## Task
Examine the entries and show every line in which the word "UatConfig" is found.

## Stored items

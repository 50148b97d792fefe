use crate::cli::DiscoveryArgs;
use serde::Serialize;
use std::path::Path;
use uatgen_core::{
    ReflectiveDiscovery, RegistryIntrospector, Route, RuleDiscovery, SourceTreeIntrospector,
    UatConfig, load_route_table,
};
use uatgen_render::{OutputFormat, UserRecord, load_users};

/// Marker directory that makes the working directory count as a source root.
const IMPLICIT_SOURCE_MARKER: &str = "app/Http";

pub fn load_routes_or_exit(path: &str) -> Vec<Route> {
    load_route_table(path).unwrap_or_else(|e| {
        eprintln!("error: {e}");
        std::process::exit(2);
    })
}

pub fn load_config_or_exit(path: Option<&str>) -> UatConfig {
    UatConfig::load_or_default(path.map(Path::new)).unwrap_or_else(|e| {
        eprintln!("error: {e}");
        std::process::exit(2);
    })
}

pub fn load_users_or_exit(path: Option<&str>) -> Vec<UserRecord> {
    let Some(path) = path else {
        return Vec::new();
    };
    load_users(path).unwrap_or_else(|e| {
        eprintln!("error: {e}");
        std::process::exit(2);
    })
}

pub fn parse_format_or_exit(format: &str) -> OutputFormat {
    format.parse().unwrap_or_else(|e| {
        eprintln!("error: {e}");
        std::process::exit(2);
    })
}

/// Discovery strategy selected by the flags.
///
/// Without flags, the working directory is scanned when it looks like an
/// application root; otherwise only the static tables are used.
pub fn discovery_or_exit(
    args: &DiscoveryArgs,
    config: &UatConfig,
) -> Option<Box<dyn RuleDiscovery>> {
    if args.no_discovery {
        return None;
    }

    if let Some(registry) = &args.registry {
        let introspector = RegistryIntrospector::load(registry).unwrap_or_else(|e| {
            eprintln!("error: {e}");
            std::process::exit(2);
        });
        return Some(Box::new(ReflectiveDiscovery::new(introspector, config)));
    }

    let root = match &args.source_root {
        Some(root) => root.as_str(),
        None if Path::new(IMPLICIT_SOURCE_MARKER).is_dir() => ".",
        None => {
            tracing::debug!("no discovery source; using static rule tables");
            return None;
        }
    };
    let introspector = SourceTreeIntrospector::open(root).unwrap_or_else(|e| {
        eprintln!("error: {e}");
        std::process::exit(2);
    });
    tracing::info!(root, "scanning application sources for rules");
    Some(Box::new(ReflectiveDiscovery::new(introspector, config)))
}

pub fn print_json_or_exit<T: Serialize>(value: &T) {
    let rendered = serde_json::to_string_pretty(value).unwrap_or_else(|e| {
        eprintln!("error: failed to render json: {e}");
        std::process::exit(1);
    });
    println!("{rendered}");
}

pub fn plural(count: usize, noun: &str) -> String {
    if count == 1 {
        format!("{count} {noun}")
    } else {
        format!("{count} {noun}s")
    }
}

## Answer for this exercise
    UatConfig, load_route_table,
pub fn load_config_or_exit(path: Option<&str>) -> UatConfig {
    UatConfig::load_or_default(path.map(Path::new)).unwrap_or_else(|e| {
    config: &UatConfig,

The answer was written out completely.